OA: I’ve lost track of the number of times that the man dubbed ‘Babygol’ [Owen] by the Italian press has served his critics a slice of humble pie. The bookmakers have him at 12–1, and that seems like a bargain to me. Scanning down the list, I’m amazed to see that Swedish hitman Henrik Larsson is 50–1 in spite of his match-winning (or is that -stealing?) performance off the bench in the UEFA Champions League final earlier this month.
ML: That’s ridiculous. And scanning the same list, I see Didier Drogba at 40–1. I’m by no means the biggest fan of that cheating, diving, battering ram, but I have to say he’s effective. And when he pulls on the orange and white of the Ivory Coast, he’s even better. It’s scandalous, I know, but I would even consider putting some money down on this one. But if I had to pick one person for the Golden Boot, I’d have to say Miroslave Klose. He’ll be leading the attack for the home nation, and we all know what it means to be playing a World Cup in your own country (see: Korea). Germany isn’t good, but they may go far, and Klose will likely be scoring the goals to take them there.
OA: That certainly seemed to the case when Alan Shearer nabbed the Golden Boot upon English shores in Euro ’96. However, nobody really expected Hristo Stoichkov and Salenko to share the prize in 1994 (notwithstanding a very accommodating performance by the Cameroonian defense as they shipped five of the Russian’s tournament-topping six goals). Who will be my dark horse? Czech striker Milan Baros. I realize that he was top scorer in Euro 2004, but his consistently atrocious performances at club level either side of that tournament justify his classification as an underdog rather than front-runner.
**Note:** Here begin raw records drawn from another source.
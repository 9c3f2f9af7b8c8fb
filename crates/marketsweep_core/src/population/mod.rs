//! Consumer-population model coupled to a market backend.
//!
//! The model is driven through three calls, in order: [`PopulationModel::initialize`],
//! [`PopulationModel::prepare`] and [`PopulationModel::simulate_and_summarize`].

mod agents;
mod finance;
mod market;
mod simulation;

pub use agents::{
    Agent, AgentParameters, AgentPopulation, DistributionParameters, DistributionSpec,
    default_distributions,
};
pub use finance::{FinanceModel, RiskyExpectations};
pub use market::{EngineMarket, Market, MockMarket};
pub use simulation::AttentionSimulation;

use crate::controller::Stats;
use crate::error::RunError;

/// Population-level simulation contract
pub trait PopulationModel {
    /// Build the population from shared and distributed parameters
    fn initialize(
        &mut self,
        parameters: &AgentParameters,
        distributions: &DistributionParameters,
        per_class: usize,
    ) -> Result<(), RunError>;

    /// Draw initial states; the population analogue of warm-up
    fn prepare(&mut self) -> Result<(), RunError>;

    fn simulate_and_summarize(&mut self) -> Result<Stats, RunError>;
}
ML: Speaking of winners, I’ll go to mine. I’m going with France to win it over Brazil in a rematch of 1998. It’s not so much that I think France is the best team in the tournament, but I think that lifting the trophy again would be a fitting end to Zinedine Zidane’s career. The best player of this generation has had a tough few years, but he’s come out of international retirement to lead his country. And who could resist seeing him sign off in style with another 2-goal outing in the final? Actually, just kidding. Brazil is going to win. And it doesn’t even matter who the runner-up is.
OA: If Wayne Rooney is fit, then it has to be England, with Roonaldo upstaging his equally rotund namesake, Ronaldo, and bringing to an end 40 years of hurt.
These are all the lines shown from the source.